Cool. So, we have transmission (trans) and city (cty) and highway (hwy) gas mileage in miles per gallon. There are a few other columns that im not going to worry about right now. You can learn what all the columns mean exactly by using the command “?mpg”.

First thing first, what is the average gas mileage across all automatic and manual transmission cars?

# The trans column has a lot of different transmissions of automatic and manual transmissions, so I am going to simplify it first. 
mpg <- mpg %>%
  mutate(transmission = case_when(str_detect(trans, pattern = 'auto') ~ 'automatic', TRUE ~ 'manual'))

# making a boxplot
ggplot(mpg, aes(x= transmission, y= hwy))+
  geom_boxplot()+
  theme_bw(base_size = 16)+
  xlab('')+
  ylab("Highway gas mileage")+
  ggtitle("Highway gas mileage and transmission type", subtitle = "A simple boxplot")

Just looking at this quick box plot it does look like manual cars on average get better highway gas mileage! It looks like there are some outliers, so let’s check out the distribution of the points as well.

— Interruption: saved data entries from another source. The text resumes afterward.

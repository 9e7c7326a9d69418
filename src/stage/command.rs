// src/stage/command.rs

//! Out-of-process stage backed by a shell command.

use std::collections::BTreeMap;
use std::path::PathBuf;
use std::process::Stdio;
use std::sync::Arc;
use std::time::Duration;

use tokio::io::AsyncWriteExt;
use tokio::process::Command;
use tracing::{debug, info, warn};

use crate::config::{ConfigFile, StageConfig};
use crate::stage::{Stage, StageFailure, StageFuture, StageOutcome};
use crate::types::{OutputFormat, Payload};

/// Lines of stderr kept in the failure message of a non-zero exit.
const STDERR_TAIL_LINES: usize = 10;

/// Runs `cmd` through the platform shell.
///
/// The stage input is written to the child's stdin as JSON. The child is
/// killed if the stage future is dropped, which is how timeouts and forced
/// shutdown reach it.
#[derive(Debug, Clone)]
pub struct CommandStage {
    name: String,
    cmd: String,
    timeout: Duration,
    output: OutputFormat,
    output_file: Option<PathBuf>,
    cwd: Option<PathBuf>,
    env: BTreeMap<String, String>,
}

impl CommandStage {
    pub fn new(name: impl Into<String>, cmd: impl Into<String>, timeout: Duration) -> Self {
        Self {
            name: name.into(),
            cmd: cmd.into(),
            timeout,
            output: OutputFormat::Json,
            output_file: None,
            cwd: None,
            env: BTreeMap::new(),
        }
    }

    /// Build from a `[[stage]]` entry, resolving paths against the config.
    pub fn from_config(cfg: &ConfigFile, stage: &StageConfig) -> Self {
        Self {
            name: stage.name.clone(),
            cmd: stage.cmd.clone(),
            timeout: cfg.stage_timeout(stage),
            output: stage.output,
            output_file: stage.output_file.as_ref().map(|p| cfg.resolve(p)),
            cwd: Some(match stage.cwd {
                Some(ref dir) => cfg.resolve(dir),
                None => cfg.base_dir().to_path_buf(),
            }),
            env: stage.env.clone(),
        }
    }

    pub fn with_output(mut self, output: OutputFormat) -> Self {
        self.output = output;
        self
    }

    pub fn with_output_file(mut self, path: impl Into<PathBuf>) -> Self {
        self.output_file = Some(path.into());
        self
    }

    pub fn with_cwd(mut self, dir: impl Into<PathBuf>) -> Self {
        self.cwd = Some(dir.into());
        self
    }

    pub fn with_env(mut self, key: impl Into<String>, value: impl Into<String>) -> Self {
        self.env.insert(key.into(), value.into());
        self
    }

    fn shell_command(&self) -> Command {
        let mut cmd = if cfg!(windows) {
            let mut c = Command::new("cmd");
            c.arg("/C").arg(&self.cmd);
            c
        } else {
            let mut c = Command::new("sh");
            c.arg("-c").arg(&self.cmd);
            c
        };

        if let Some(ref dir) = self.cwd {
            cmd.current_dir(dir);
        }
        cmd.envs(&self.env)
            .env("PIPELOOP_STAGE", &self.name)
            .stdin(Stdio::piped())
            .stdout(Stdio::piped())
            .stderr(Stdio::piped())
            .kill_on_drop(true);
        cmd
    }

    async fn run(self: Arc<Self>, input: Payload) -> StageOutcome {
        info!(stage = %self.name, cmd = %self.cmd, "starting stage process");

        let stdin_bytes = serde_json::to_vec(&input)
            .map_err(|e| StageFailure::failed(format!("encoding stage input: {e}")))?;

        let mut child = self.shell_command().spawn().map_err(|e| {
            StageFailure::failed(format!("spawning process for stage '{}': {e}", self.name))
        })?;

        // Feed stdin from its own task so a child that never reads it cannot
        // wedge us before we start collecting output.
        if let Some(mut stdin) = child.stdin.take() {
            let stage = self.name.clone();
            tokio::spawn(async move {
                if let Err(e) = stdin.write_all(&stdin_bytes).await {
                    if e.kind() != std::io::ErrorKind::BrokenPipe {
                        debug!(stage = %stage, error = %e, "writing stage stdin failed");
                    }
                }
                // Dropping stdin closes the pipe.
            });
        }

        let out = child.wait_with_output().await.map_err(|e| {
            StageFailure::failed(format!("waiting for process of stage '{}': {e}", self.name))
        })?;

        let code = out.status.code().unwrap_or(-1);
        info!(
            stage = %self.name,
            exit_code = code,
            success = out.status.success(),
            "stage process exited"
        );

        if !out.status.success() {
            let stderr = String::from_utf8_lossy(&out.stderr);
            return Err(StageFailure::failed(format!(
                "command exited with code {code}{}",
                stderr_tail(&stderr)
            )));
        }

        if !out.stderr.is_empty() {
            for line in String::from_utf8_lossy(&out.stderr).lines() {
                debug!(stage = %self.name, "stderr: {}", line);
            }
        }

        let raw = match self.output_file {
            Some(ref path) => tokio::fs::read(path).await.map_err(|e| {
                StageFailure::failed(format!(
                    "reading output file {} of stage '{}': {e}",
                    path.display(),
                    self.name
                ))
            })?,
            None => out.stdout,
        };

        parse_output(&self.name, self.output, &raw)
    }
}

impl Stage for CommandStage {
    fn name(&self) -> &str {
        &self.name
    }

    fn timeout(&self) -> Duration {
        self.timeout
    }

    fn execute(self: Arc<Self>, input: Payload) -> StageFuture {
        Box::pin(self.run(input))
    }
}

/// Decode a finished command's output according to `format`.
fn parse_output(stage: &str, format: OutputFormat, raw: &[u8]) -> StageOutcome {
    match format {
        OutputFormat::None => Ok(Payload::Null),
        OutputFormat::Text => Ok(Payload::String(String::from_utf8_lossy(raw).into_owned())),
        OutputFormat::Json => {
            if raw.iter().all(u8::is_ascii_whitespace) {
                warn!(stage = %stage, "stage produced no output; passing null");
                return Ok(Payload::Null);
            }
            serde_json::from_slice(raw).map_err(|e| {
                StageFailure::failed(format!("stage '{stage}' produced invalid JSON: {e}"))
            })
        }
    }
}

fn stderr_tail(stderr: &str) -> String {
    let lines: Vec<&str> = stderr.lines().filter(|l| !l.trim().is_empty()).collect();
    if lines.is_empty() {
        return String::new();
    }
    let start = lines.len().saturating_sub(STDERR_TAIL_LINES);
    format!(": {}", lines[start..].join("\n"))
}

# making a violin plot with a dotplot
ggplot(mpg, aes(x= transmission, y= hwy))+
  geom_violin(aes(fill = transmission), width=.8) +
  geom_boxplot(width=0.1, alpha = .2)+
  geom_dotplot(binaxis='y', stackdir= "center" , dotsize=.4, position=position_dodge(.5))+
  theme_bw(base_size = 16)+
  theme(legend.position =  "none")+
  xlab('')+
  ylab("Highway gas mileage")+
  scale_fill_viridis(discrete = TRUE, alpha = .8)+ # Adding some color
  ggtitle("Another look at gas mileage and transmission type", subtitle = "A violin plot, a boxplot, and a dotplot overlayed")

The data is a little bimodal, which is interesting. It looks like on average manual cars are definitely more efficient on the highway. Also, the car with the best highway gas mileage is a manual car!

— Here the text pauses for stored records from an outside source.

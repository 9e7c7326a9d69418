// src/control/recorder.rs

//! Writes the status file and journal as the orchestrator runs.

use std::path::PathBuf;

use chrono::Utc;
use tokio::sync::watch;
use tracing::warn;

use crate::control::journal::{Journal, JournalEntry, JournalEvent};
use crate::control::status::{StatusDocument, write_status};
use crate::engine::{CycleOutcome, MetricsSnapshot, RunExit, RunObserver, StepReport};
use crate::errors::{PipeloopError, Result};
use crate::health::{HealthReport, LivenessFlag};
use crate::types::FailureState;

/// [`RunObserver`] backing the `status` and `logs` commands.
///
/// IO errors are logged and otherwise ignored; bookkeeping never stops the
/// pipeline.
#[derive(Debug)]
pub struct ControlRecorder {
    journal: Journal,
    status_path: PathBuf,
    pid: u32,
    pipeline: String,
    interval_ms: u64,
    stages: Vec<String>,
    health: Option<watch::Receiver<Option<HealthReport>>>,
    liveness: Option<LivenessFlag>,
    last_state: FailureState,
}

impl ControlRecorder {
    pub fn new(
        journal: Journal,
        status_path: impl Into<PathBuf>,
        pipeline: impl Into<String>,
        interval_ms: u64,
        stages: Vec<String>,
    ) -> Self {
        Self {
            journal,
            status_path: status_path.into(),
            pid: std::process::id(),
            pipeline: pipeline.into(),
            interval_ms,
            stages,
            health: None,
            liveness: None,
            last_state: FailureState::Normal,
        }
    }

    /// Include the monitor's latest report in the status file.
    pub fn with_health(mut self, reports: watch::Receiver<Option<HealthReport>>) -> Self {
        self.health = Some(reports);
        self
    }

    /// Flag to clear when the loop exits.
    pub fn with_liveness(mut self, flag: LivenessFlag) -> Self {
        self.liveness = Some(flag);
        self
    }

    fn document(
        &self,
        running: bool,
        snapshot: &MetricsSnapshot,
        exit: Option<String>,
        exit_error: Option<String>,
    ) -> StatusDocument {
        StatusDocument {
            pid: self.pid,
            running,
            updated_at: Utc::now(),
            pipeline: self.pipeline.clone(),
            interval_ms: self.interval_ms,
            stages: self.stages.clone(),
            metrics: snapshot.clone(),
            health: self.health.as_ref().and_then(|rx| rx.borrow().clone()),
            exit,
            exit_error,
        }
    }

    fn journal(&mut self, entry: JournalEntry) {
        if let Err(e) = self.journal.append(&entry) {
            warn!(path = %self.journal.path().display(), error = %e, "failed to append journal entry");
        }
    }

    fn publish(&self, doc: &StatusDocument) {
        if let Err(e) = write_status(&self.status_path, doc) {
            warn!(path = %self.status_path.display(), error = %e, "failed to write status file");
        }
    }
}

fn cycle_entry(report: &StepReport) -> JournalEntry {
    let cycle = &report.cycle;
    let elapsed = u64::try_from(cycle.duration.as_millis()).unwrap_or(u64::MAX);
    let entry = match cycle.outcome {
        CycleOutcome::Succeeded => JournalEntry::new(JournalEvent::CycleSucceeded)
            .items(cycle.items_processed),
        CycleOutcome::Failed {
            ref stage,
            kind,
            ref message,
        } => JournalEntry::new(JournalEvent::CycleFailed)
            .stage(stage)
            .failure(kind, message),
        CycleOutcome::Aborted { ref stage, reason } => {
            let entry = JournalEntry::new(JournalEvent::CycleAborted).message(reason.to_string());
            match stage {
                Some(stage) => entry.stage(stage),
                None => entry,
            }
        }
    };
    entry.cycle(cycle.index).elapsed_ms(elapsed)
}

impl RunObserver for ControlRecorder {
    fn on_start(&mut self, snapshot: &MetricsSnapshot) {
        self.journal(JournalEntry::new(JournalEvent::Started).message(self.pipeline.clone()));
        let doc = self.document(true, snapshot, None, None);
        self.publish(&doc);
    }

    fn on_cycle(&mut self, report: &StepReport, snapshot: &MetricsSnapshot) {
        self.journal(cycle_entry(report));

        if snapshot.failure_state != self.last_state {
            let event = match snapshot.failure_state {
                FailureState::Backoff => JournalEvent::BackoffEntered,
                FailureState::Normal => JournalEvent::BackoffLeft,
            };
            self.journal(
                JournalEntry::new(event)
                    .cycle(report.cycle.index)
                    .message(format!("next wait {}ms", report.next_wait.as_millis())),
            );
            self.last_state = snapshot.failure_state;
        }

        let doc = self.document(true, snapshot, None, None);
        self.publish(&doc);
    }

    fn on_exit(
        &mut self,
        exit: std::result::Result<RunExit, &PipeloopError>,
        snapshot: &MetricsSnapshot,
    ) {
        if let Some(ref flag) = self.liveness {
            flag.set(false);
        }
        let (label, entry, error) = match exit {
            Ok(exit) => {
                let label = match exit {
                    RunExit::Drained => "drained",
                    RunExit::Forced => "forced",
                    RunExit::CycleLimit => "cycle_limit",
                };
                (label, JournalEntry::new(JournalEvent::Stopped).message(label), None)
            }
            Err(PipeloopError::StageFatal { stage, message }) => (
                "fatal",
                JournalEntry::new(JournalEvent::Stopped)
                    .stage(stage)
                    .message(format!("fatal: {message}")),
                Some(format!("stage '{stage}': {message}")),
            ),
            Err(e) => (
                "fatal",
                JournalEntry::new(JournalEvent::Stopped).message(format!("fatal: {e}")),
                Some(e.to_string()),
            ),
        };
        self.journal(entry);
        let doc = self.document(false, snapshot, Some(label.to_string()), error);
        self.publish(&doc);
    }
}

/// Open the journal and build a recorder for the given paths.
pub fn recorder_for(
    paths: &crate::control::ControlPaths,
    journal_entries: usize,
    pipeline: &str,
    interval_ms: u64,
    stages: Vec<String>,
) -> Result<ControlRecorder> {
    let journal = Journal::open(&paths.journal_file, journal_entries)?;
    Ok(ControlRecorder::new(
        journal,
        &paths.status_file,
        pipeline,
        interval_ms,
        stages,
    ))
}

Let’s see if we can see why there is a bimodal distribution.

# Creating a violin plot with colored points by cylinder number. Had to switch to geom_point because geom_dotplot overlaps points of different groups.
ggplot(mpg, aes(x= transmission, y= hwy))+
  geom_violin(width=.8) +
  geom_boxplot(width=0.1, alpha = .2)+
  geom_point(aes(color= as.character(cyl)), size = 3, position = position_dodge(width = .25))+
  theme_bw(base_size = 16)+
  xlab('')+
  ylab("Highway gas mileage")+
  labs(color = "cylinders")+
  scale_color_viridis( discrete = TRUE,alpha = .65)+
  ggtitle("Do number of cylinders effect gas mileage?")

It looks like the bimodality is due to different sizes of motors. I’m sure the engine displacement (dipl) also plays into gas efficiency. Bigger motor = more vroom vroom = more gas. Makes sense.

Let’s take one more look at engine size and its effects on gas mileage.

# making a scatter plot with a line of best fit applied
ggplot(mpg, aes(x= displ, y = hwy, color = transmission))+
  geom_point(position = "jitter")+
  geom_smooth(se = FALSE)+
  theme_bw()+
  xlab("Engine displacement (litres)")+
  ylab("Highway gas mileage")+
  scale_color_viridis( discrete = TRUE)+
  ggtitle("Highway gas mileage vs engine size")

The manual cars with large engines get a lot better gas mileage than automatic cars with large engines. I wasn’t exactly expecting that. However, there are also not nearly enough data points of manual cars with larger engines to make this call for certain.

When we control for make, model, and engine size do the manual versions get better gas mileage? While, I was scanning this data set I saw that there was some data that had the same make and model cars, but with different transmissions.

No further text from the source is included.